** INFORMATION GIVEN follows **
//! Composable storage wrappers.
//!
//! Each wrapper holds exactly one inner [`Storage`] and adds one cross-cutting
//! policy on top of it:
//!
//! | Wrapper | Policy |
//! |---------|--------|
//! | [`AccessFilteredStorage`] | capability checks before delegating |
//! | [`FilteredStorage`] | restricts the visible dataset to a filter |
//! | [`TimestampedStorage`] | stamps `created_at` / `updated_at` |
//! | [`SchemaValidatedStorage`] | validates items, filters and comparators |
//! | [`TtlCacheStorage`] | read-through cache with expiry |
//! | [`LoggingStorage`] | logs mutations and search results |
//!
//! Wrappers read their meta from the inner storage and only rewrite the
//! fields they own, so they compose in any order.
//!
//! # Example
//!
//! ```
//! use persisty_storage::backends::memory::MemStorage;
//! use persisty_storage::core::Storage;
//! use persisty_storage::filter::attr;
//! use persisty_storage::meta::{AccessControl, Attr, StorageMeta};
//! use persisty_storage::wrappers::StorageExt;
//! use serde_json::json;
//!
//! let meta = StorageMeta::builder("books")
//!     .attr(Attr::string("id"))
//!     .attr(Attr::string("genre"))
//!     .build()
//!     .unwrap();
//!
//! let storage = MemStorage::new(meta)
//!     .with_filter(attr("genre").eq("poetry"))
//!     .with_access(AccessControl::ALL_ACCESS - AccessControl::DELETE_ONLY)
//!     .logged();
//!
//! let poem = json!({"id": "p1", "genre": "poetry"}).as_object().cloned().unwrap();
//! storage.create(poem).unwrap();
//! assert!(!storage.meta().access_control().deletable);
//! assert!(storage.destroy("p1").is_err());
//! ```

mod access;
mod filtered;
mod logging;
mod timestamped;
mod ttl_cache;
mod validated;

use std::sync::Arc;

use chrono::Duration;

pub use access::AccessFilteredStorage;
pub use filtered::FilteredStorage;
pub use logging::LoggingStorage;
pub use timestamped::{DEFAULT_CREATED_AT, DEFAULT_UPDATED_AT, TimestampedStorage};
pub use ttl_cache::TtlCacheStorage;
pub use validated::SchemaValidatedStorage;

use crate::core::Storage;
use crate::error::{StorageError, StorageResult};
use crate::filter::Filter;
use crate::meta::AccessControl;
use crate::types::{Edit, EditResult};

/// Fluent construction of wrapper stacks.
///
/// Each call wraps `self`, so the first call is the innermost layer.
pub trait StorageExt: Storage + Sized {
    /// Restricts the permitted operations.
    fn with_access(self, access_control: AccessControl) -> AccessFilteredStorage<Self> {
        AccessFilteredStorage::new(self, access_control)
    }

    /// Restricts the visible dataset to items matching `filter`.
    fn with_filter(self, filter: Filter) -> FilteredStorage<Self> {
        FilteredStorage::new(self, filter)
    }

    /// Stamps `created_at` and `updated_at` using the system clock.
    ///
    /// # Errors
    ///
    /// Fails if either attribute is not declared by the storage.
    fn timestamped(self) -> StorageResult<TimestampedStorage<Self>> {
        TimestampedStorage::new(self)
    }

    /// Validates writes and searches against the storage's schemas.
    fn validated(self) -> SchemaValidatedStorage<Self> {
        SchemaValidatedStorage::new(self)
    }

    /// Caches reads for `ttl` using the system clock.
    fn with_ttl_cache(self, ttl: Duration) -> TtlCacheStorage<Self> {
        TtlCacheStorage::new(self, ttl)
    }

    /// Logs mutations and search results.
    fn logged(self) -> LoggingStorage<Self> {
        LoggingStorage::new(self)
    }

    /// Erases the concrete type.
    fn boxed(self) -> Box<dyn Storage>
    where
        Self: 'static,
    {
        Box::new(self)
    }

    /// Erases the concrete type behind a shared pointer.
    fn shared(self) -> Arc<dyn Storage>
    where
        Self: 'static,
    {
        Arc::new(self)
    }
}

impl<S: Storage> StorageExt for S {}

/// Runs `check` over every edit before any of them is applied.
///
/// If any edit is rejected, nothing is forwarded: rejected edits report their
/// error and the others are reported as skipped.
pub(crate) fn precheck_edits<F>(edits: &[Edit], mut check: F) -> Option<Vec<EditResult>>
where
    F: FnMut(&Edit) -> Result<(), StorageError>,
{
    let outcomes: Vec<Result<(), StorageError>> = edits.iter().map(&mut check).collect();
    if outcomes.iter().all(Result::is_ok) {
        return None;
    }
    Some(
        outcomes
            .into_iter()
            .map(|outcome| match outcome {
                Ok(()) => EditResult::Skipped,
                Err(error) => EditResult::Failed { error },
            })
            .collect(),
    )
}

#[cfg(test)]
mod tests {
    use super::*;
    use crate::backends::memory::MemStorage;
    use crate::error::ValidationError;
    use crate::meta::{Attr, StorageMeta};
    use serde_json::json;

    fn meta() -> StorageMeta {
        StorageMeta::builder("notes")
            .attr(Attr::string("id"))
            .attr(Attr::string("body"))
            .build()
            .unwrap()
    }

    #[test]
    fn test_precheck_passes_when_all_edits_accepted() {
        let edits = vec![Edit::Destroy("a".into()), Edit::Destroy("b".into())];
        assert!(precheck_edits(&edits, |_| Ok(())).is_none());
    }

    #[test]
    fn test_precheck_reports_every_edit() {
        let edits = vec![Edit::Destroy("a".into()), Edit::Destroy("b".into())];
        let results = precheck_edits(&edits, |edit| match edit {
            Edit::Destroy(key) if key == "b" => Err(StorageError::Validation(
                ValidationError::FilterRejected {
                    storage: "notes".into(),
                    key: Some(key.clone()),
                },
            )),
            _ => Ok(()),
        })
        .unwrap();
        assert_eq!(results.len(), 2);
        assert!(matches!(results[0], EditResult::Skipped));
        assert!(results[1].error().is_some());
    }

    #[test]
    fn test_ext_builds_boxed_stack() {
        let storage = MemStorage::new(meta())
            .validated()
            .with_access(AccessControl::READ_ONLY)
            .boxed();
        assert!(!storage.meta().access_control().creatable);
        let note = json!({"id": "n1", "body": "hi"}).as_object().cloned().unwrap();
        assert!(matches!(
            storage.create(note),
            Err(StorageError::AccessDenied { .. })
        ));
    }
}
** End of INFORMATION GIVEN **
PROBLEM TO SOLVE: When you answer, output each line of the data exactly as given, from its first line up to and including the one with "use crate::core::Storage;".

ANSWER TO THE PROBLEM:
//! Composable storage wrappers.
//!
//! Each wrapper holds exactly one inner [`Storage`] and adds one cross-cutting
//! policy on top of it:
//!
//! | Wrapper | Policy |
//! |---------|--------|
//! | [`AccessFilteredStorage`] | capability checks before delegating |
//! | [`FilteredStorage`] | restricts the visible dataset to a filter |
//! | [`TimestampedStorage`] | stamps `created_at` / `updated_at` |
//! | [`SchemaValidatedStorage`] | validates items, filters and comparators |
//! | [`TtlCacheStorage`] | read-through cache with expiry |
//! | [`LoggingStorage`] | logs mutations and search results |
//!
//! Wrappers read their meta from the inner storage and only rewrite the
//! fields they own, so they compose in any order.
//!
//! # Example
//!
//! ```
//! use persisty_storage::backends::memory::MemStorage;
//! use persisty_storage::core::Storage;
//! use persisty_storage::filter::attr;
//! use persisty_storage::meta::{AccessControl, Attr, StorageMeta};
//! use persisty_storage::wrappers::StorageExt;
//! use serde_json::json;
//!
//! let meta = StorageMeta::builder("books")
//!     .attr(Attr::string("id"))
//!     .attr(Attr::string("genre"))
//!     .build()
//!     .unwrap();
//!
//! let storage = MemStorage::new(meta)
//!     .with_filter(attr("genre").eq("poetry"))
//!     .with_access(AccessControl::ALL_ACCESS - AccessControl::DELETE_ONLY)
//!     .logged();
//!
//! let poem = json!({"id": "p1", "genre": "poetry"}).as_object().cloned().unwrap();
//! storage.create(poem).unwrap();
//! assert!(!storage.meta().access_control().deletable);
//! assert!(storage.destroy("p1").is_err());
//! ```

mod access;
mod filtered;
mod logging;
mod timestamped;
mod ttl_cache;
mod validated;

use std::sync::Arc;

use chrono::Duration;

pub use access::AccessFilteredStorage;
pub use filtered::FilteredStorage;
pub use logging::LoggingStorage;
pub use timestamped::{DEFAULT_CREATED_AT, DEFAULT_UPDATED_AT, TimestampedStorage};
pub use ttl_cache::TtlCacheStorage;
pub use validated::SchemaValidatedStorage;

use crate::core::Storage;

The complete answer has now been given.